Background: Long-term topical treatment is often required for atopic dermatitis (AD), a chronic inflammatory skin disease.
Objective: To assess the long-term safety results from a multicenter, open-label, 48-week safety study (AD-303) of patients (N = 517) ≥2 years of age with mild to moderate AD who continued crisaborole treatment, a topical phosphodiesterase-4 inhibitor, after completing a 28-day phase 3 pivotal study (AD-301, AD-302).
Methods: Global disease severity was assessed in patients every 4 weeks, and if assessed as mild or greater, a 28-day treatment period with crisaborole applied twice daily was initiated. Adverse events (AEs), including treatment-emergent AEs (TEAEs), and serious AEs were analyzed.

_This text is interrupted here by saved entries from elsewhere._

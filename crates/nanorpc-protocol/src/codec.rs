//! Length-prefixed frame codec.
//!
//! Every frame is a protobuf varint length followed by that many bytes of
//! encoded message.  [`FrameCodec`] plugs into `tokio_util::codec::Framed`;
//! the client side decodes responses and encodes requests, the server side
//! does the reverse.

use std::marker::PhantomData;

use bytes::{Buf, BytesMut};
use prost::Message;
use tokio_util::codec::{Decoder, Encoder};

use crate::types::{NanoRpcRequest, NanoRpcResponse};

/// Largest frame accepted unless overridden.
pub const DEFAULT_MAX_FRAME_LEN: usize = 4 * 1024 * 1024;

/// A varint never needs more than ten bytes for a `u64`.
const MAX_VARINT_LEN: usize = 10;

#[derive(Debug, thiserror::Error)]
pub enum CodecError {
    #[error("frame I/O: {0}")]
    Io(#[from] std::io::Error),

    #[error("malformed frame: {0}")]
    Decode(#[from] prost::DecodeError),

    #[error("frame of {len} bytes exceeds limit of {max}")]
    FrameTooLarge { len: usize, max: usize },

    #[error("invalid frame length prefix")]
    InvalidLength,
}

/// Frame codec decoding `D` and encoding `E`.
pub struct FrameCodec<D, E> {
    max_frame_len: usize,
    _marker: PhantomData<fn() -> (D, E)>,
}

/// Decodes responses, encodes requests.
pub type ClientCodec = FrameCodec<NanoRpcResponse, NanoRpcRequest>;

/// Decodes requests, encodes responses.
pub type ServerCodec = FrameCodec<NanoRpcRequest, NanoRpcResponse>;

impl<D, E> FrameCodec<D, E> {
    pub fn new() -> Self {
        Self::with_max_frame_len(DEFAULT_MAX_FRAME_LEN)
    }

    pub fn with_max_frame_len(max_frame_len: usize) -> Self {
        Self {
            max_frame_len,
            _marker: PhantomData,
        }
    }
}

impl<D, E> Default for FrameCodec<D, E> {
    fn default() -> Self {
        Self::new()
    }
}

impl<D, E> std::fmt::Debug for FrameCodec<D, E> {
    fn fmt(&self, f: &mut std::fmt::Formatter<'_>) -> std::fmt::Result {
        f.debug_struct("FrameCodec")
            .field("max_frame_len", &self.max_frame_len)
            .finish()
    }
}

impl<D, E> Decoder for FrameCodec<D, E>
where
    D: Message + Default,
{
    type Item = D;
    type Error = CodecError;

    fn decode(&mut self, src: &mut BytesMut) -> Result<Option<D>, CodecError> {
        let Some((header, len)) = frame_header(src)? else {
            return Ok(None);
        };
        if len > self.max_frame_len {
            return Err(CodecError::FrameTooLarge {
                len,
                max: self.max_frame_len,
            });
        }

        let total = header + len;
        if src.len() < total {
            src.reserve(total - src.len());
            return Ok(None);
        }

        src.advance(header);
        let frame = src.split_to(len).freeze();
        Ok(Some(D::decode(frame)?))
    }
}

impl<D, E> Encoder<E> for FrameCodec<D, E>
where
    E: Message,
{
    type Error = CodecError;

    fn encode(&mut self, item: E, dst: &mut BytesMut) -> Result<(), CodecError> {
        let len = item.encoded_len();
        if len > self.max_frame_len {
            return Err(CodecError::FrameTooLarge {
                len,
                max: self.max_frame_len,
            });
        }
        dst.reserve(prost::length_delimiter_len(len) + len);
        prost::encode_length_delimiter(len, dst).map_err(|_| CodecError::InvalidLength)?;
        item.encode_raw(dst);
        Ok(())
    }
}

/// Parse the varint prefix.  Returns `(prefix_len, body_len)`, or `None`
/// when the prefix itself is still incomplete.
fn frame_header(src: &[u8]) -> Result<Option<(usize, usize)>, CodecError> {
    let mut len: u64 = 0;
    for (i, b) in src.iter().take(MAX_VARINT_LEN).enumerate() {
        len |= u64::from(b & 0x7f) << (7 * i);
        if b & 0x80 == 0 {
            let len = usize::try_from(len).map_err(|_| CodecError::InvalidLength)?;
            return Ok(Some((i + 1, len)));
        }
    }
    if src.len() >= MAX_VARINT_LEN {
        Err(CodecError::InvalidLength)
    } else {
        Ok(None)
    }
}

/// Encode a single request as a complete frame.
pub fn encode_request(req: &NanoRpcRequest) -> Vec<u8> {
    req.encode_length_delimited_to_vec()
}

/// Decode a single complete response frame.  Trailing bytes are an error.
pub fn decode_response(frame: &[u8]) -> Result<NanoRpcResponse, CodecError> {
    let mut buf = BytesMut::from(frame);
    let mut codec = ClientCodec::new();
    match codec.decode(&mut buf)? {
        Some(resp) if buf.is_empty() => Ok(resp),
        _ => Err(CodecError::InvalidLength),
    }
}

#[cfg(test)]
mod tests {
    use super::*;
    use crate::types::{PathOneof, ResponseType};
    use bytes::BufMut;

    #[test]
    fn splits_frames_across_partial_reads() {
        let first = NanoRpcResponse::ok(1, ResponseType::Pong, vec![]);
        let second = NanoRpcResponse::ok(2, ResponseType::Response, b"payload".to_vec());

        let mut wire = BytesMut::new();
        let mut server = ServerCodec::new();
        server.encode(first.clone(), &mut wire).unwrap();
        server.encode(second.clone(), &mut wire).unwrap();

        let mut client = ClientCodec::new();
        let mut buf = BytesMut::new();
        let mut out = Vec::new();
        for byte in wire.iter() {
            buf.put_u8(*byte);
            while let Some(resp) = client.decode(&mut buf).unwrap() {
                out.push(resp);
            }
        }
        assert_eq!(out, vec![first, second]);
        assert!(buf.is_empty());
    }

    #[test]
    fn incomplete_prefix_waits_for_more() {
        let mut codec = ClientCodec::new();
        let mut buf = BytesMut::from(&[0x80u8, 0x80][..]);
        assert!(codec.decode(&mut buf).unwrap().is_none());
        assert_eq!(buf.len(), 2);
    }

    #[test]
    fn overlong_prefix_is_rejected() {
        let mut codec = ClientCodec::new();
        let mut buf = BytesMut::from(&[0xffu8; 11][..]);
        assert!(matches!(codec.decode(&mut buf), Err(CodecError::InvalidLength)));
    }

    #[test]
    fn oversized_frame_is_rejected_before_buffering() {
        let mut codec = ClientCodec::with_max_frame_len(8);
        let mut buf = BytesMut::new();
        prost::encode_length_delimiter(1024, &mut buf).unwrap();
        assert!(matches!(
            codec.decode(&mut buf),
            Err(CodecError::FrameTooLarge { len: 1024, max: 8 })
        ));
    }

    #[test]
    fn encoder_refuses_oversized_request() {
        let mut codec = ClientCodec::with_max_frame_len(4);
        let req = NanoRpcRequest::request(1, PathOneof::Path("/long/path".into()), vec![0; 16]);
        let mut dst = BytesMut::new();
        assert!(matches!(
            codec.encode(req, &mut dst),
            Err(CodecError::FrameTooLarge { .. })
        ));
        assert!(dst.is_empty());
    }

    #[test]
    fn explicit_request_id_preserved_on_wire() {
        let req = NanoRpcRequest::request(1234, PathOneof::Path("/x".into()), vec![]);
        let frame = encode_request(&req);

        let mut server = ServerCodec::new();
        let mut buf = BytesMut::from(frame.as_slice());
        let back = server.decode(&mut buf).unwrap().unwrap();
        assert_eq!(back.request_id, 1234);
    }

    #[test]
    fn decode_response_rejects_trailing_bytes() {
        let resp = NanoRpcResponse::ok(5, ResponseType::Update, vec![1, 2, 3]);
        let mut frame = BytesMut::new();
        ServerCodec::new().encode(resp.clone(), &mut frame).unwrap();
        assert_eq!(decode_response(&frame).unwrap(), resp);

        frame.put_u8(0);
        assert!(decode_response(&frame).is_err());
    }
}
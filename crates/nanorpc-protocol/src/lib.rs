//! NanoRPC wire protocol: protobuf message types, the length-prefixed frame
//! codec, and FNV-1a path hashing.
//!
//! NanoRPC is a compact request/response + subscription protocol for
//! embedded devices reachable over TCP or Unix-domain stream sockets.
//!
//! # Frames
//!
//! ```text
//! ┌──────────────────────┬──────────────────────────────────┐
//! │ varint length (1-10) │ protobuf NanoRpcRequest/Response │
//! └──────────────────────┴──────────────────────────────────┘
//! ```
//!
//! # Paths
//!
//! A request addresses its endpoint either by the literal path string or by
//! the 32-bit FNV-1a hash of that path.  Servers accept both forms.

pub mod codec;
pub mod hashcache;
pub mod types;

pub use codec::{
    decode_response, encode_request, ClientCodec, CodecError, FrameCodec, ServerCodec,
    DEFAULT_MAX_FRAME_LEN,
};
pub use hashcache::{fnv1a, HashCache, HashCollision};
pub use types::{
    NanoRpcRequest, NanoRpcResponse, PathOneof, RequestType, ResponseError, ResponseType, Status,
};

Results: During the pivotal studies and AD-303, 65% of patients reported ≥1 TEAE, most of which were mild (51.2%) or moderate (44.6%) and considered unrelated to treatment (93.1%). The frequency and severity of TEAEs were consistent. The most frequently reported treatment-related AEs (overall, 10.2%) were dermatitis atopic (3.1%), application-site pain (2.3%), and application-site infection (1.2%). Nine patients (1.7%) discontinued the long-term study because of TEAEs.
Limitations: Long-term efficacy was not analyzed.
Conclusion: Crisaborole ointment had a low frequency of treatment-related AEs over 48 weeks of treatment of patients with AD.
Keywords: PDE4; atopic dermatitis; crisaborole; eczema; long-term safety; ointment; phosphodiesterase-4; topical treatment.